Activity: Nothing outside the range is wanted. Repeat exactly the lines below from the one with "built from them." through the one with "shared read-only afterwards.".

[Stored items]
====================
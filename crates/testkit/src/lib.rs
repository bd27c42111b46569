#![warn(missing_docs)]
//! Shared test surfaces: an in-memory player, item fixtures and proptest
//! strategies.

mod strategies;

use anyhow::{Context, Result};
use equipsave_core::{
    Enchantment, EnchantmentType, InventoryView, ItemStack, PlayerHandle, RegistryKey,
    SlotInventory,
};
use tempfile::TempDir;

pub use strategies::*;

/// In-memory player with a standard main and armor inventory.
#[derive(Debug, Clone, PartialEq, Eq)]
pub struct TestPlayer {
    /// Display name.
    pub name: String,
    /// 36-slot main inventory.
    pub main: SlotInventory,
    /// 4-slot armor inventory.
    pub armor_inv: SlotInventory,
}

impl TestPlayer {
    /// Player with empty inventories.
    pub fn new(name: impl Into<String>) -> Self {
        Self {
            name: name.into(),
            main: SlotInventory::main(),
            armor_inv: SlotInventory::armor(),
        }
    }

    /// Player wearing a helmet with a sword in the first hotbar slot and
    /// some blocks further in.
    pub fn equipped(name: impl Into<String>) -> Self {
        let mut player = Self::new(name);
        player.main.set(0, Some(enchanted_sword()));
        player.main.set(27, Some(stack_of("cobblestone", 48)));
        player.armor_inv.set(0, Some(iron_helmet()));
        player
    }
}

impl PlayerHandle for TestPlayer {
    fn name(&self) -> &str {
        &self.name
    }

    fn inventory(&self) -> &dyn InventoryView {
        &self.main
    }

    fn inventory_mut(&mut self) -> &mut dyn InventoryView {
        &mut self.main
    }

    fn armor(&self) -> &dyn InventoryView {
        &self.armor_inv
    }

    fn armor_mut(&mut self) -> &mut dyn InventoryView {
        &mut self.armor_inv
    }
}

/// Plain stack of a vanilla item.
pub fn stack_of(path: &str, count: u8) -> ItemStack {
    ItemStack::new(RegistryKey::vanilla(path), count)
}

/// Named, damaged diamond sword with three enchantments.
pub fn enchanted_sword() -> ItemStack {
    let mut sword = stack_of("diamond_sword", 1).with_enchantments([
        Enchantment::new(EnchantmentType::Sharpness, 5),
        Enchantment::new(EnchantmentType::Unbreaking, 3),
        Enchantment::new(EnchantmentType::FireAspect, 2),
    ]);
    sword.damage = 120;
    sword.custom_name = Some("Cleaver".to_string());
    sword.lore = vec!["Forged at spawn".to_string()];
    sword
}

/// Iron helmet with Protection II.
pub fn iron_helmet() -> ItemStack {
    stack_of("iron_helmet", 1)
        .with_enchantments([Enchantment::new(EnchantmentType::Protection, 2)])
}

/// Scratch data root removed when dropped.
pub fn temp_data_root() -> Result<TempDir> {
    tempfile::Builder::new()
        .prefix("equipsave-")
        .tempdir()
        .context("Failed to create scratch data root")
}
====================
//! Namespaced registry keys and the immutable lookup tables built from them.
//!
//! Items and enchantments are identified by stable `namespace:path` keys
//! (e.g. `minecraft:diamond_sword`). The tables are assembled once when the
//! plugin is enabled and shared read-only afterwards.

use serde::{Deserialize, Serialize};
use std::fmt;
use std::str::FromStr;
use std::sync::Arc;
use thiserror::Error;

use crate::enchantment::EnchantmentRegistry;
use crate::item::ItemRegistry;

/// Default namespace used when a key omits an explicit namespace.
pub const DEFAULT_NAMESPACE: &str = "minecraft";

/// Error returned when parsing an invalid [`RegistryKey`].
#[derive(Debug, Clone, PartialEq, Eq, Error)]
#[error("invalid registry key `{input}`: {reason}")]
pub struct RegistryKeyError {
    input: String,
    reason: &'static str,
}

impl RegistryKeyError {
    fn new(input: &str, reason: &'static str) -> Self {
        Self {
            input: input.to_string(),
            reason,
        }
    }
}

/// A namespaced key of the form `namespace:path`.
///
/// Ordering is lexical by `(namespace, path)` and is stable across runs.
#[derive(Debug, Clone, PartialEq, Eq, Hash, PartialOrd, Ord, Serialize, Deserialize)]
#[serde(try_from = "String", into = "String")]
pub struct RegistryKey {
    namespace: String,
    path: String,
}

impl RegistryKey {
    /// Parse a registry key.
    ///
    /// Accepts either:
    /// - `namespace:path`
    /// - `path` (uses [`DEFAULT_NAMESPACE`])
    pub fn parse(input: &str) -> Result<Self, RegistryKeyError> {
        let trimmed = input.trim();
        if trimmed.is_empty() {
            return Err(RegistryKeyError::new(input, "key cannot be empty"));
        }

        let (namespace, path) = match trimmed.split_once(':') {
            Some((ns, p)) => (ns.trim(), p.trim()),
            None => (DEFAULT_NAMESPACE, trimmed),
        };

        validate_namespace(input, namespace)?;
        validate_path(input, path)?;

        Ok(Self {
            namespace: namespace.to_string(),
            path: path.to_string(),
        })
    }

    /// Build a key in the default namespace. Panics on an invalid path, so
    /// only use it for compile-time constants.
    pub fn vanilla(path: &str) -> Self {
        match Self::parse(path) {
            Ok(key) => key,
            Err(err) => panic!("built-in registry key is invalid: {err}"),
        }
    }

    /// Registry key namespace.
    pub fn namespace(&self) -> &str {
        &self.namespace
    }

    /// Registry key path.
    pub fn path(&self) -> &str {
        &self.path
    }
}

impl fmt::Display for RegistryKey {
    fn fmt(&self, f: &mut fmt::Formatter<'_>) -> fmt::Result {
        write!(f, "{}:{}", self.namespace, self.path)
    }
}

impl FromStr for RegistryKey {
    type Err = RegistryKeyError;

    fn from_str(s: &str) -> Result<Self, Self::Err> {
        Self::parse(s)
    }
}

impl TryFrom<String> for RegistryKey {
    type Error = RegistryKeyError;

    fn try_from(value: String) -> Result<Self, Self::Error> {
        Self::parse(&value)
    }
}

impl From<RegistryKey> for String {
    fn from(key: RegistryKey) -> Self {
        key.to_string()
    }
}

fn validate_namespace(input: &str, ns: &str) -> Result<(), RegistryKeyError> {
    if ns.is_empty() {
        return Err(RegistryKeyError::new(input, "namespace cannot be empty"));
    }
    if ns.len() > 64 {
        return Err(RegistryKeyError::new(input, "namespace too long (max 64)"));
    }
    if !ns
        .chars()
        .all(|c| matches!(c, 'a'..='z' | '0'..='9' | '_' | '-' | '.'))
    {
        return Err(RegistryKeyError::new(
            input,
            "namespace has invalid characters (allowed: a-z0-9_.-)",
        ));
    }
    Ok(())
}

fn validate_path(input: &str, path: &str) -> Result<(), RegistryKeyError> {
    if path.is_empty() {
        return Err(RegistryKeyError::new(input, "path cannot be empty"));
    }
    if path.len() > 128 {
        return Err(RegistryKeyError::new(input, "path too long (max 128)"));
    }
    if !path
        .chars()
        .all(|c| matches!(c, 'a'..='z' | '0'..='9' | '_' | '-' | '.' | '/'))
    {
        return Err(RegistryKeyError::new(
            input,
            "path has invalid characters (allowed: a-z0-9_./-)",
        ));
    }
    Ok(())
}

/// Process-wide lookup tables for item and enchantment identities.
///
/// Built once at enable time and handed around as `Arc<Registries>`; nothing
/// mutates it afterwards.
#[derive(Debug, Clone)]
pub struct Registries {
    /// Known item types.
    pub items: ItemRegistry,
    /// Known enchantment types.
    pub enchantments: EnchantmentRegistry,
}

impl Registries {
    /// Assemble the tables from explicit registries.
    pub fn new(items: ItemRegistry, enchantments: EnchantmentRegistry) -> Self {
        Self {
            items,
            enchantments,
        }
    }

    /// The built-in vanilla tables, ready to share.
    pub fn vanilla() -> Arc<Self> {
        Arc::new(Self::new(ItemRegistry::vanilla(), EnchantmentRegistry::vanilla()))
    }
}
====================
Solution to the exercise:
//! Namespaced registry keys and the immutable lookup tables built from them.
//!
//! Items and enchantments are identified by stable `namespace:path` keys
//! (e.g. `minecraft:diamond_sword`). The tables are assembled once when the
//! plugin is enabled and shared read-only afterwards.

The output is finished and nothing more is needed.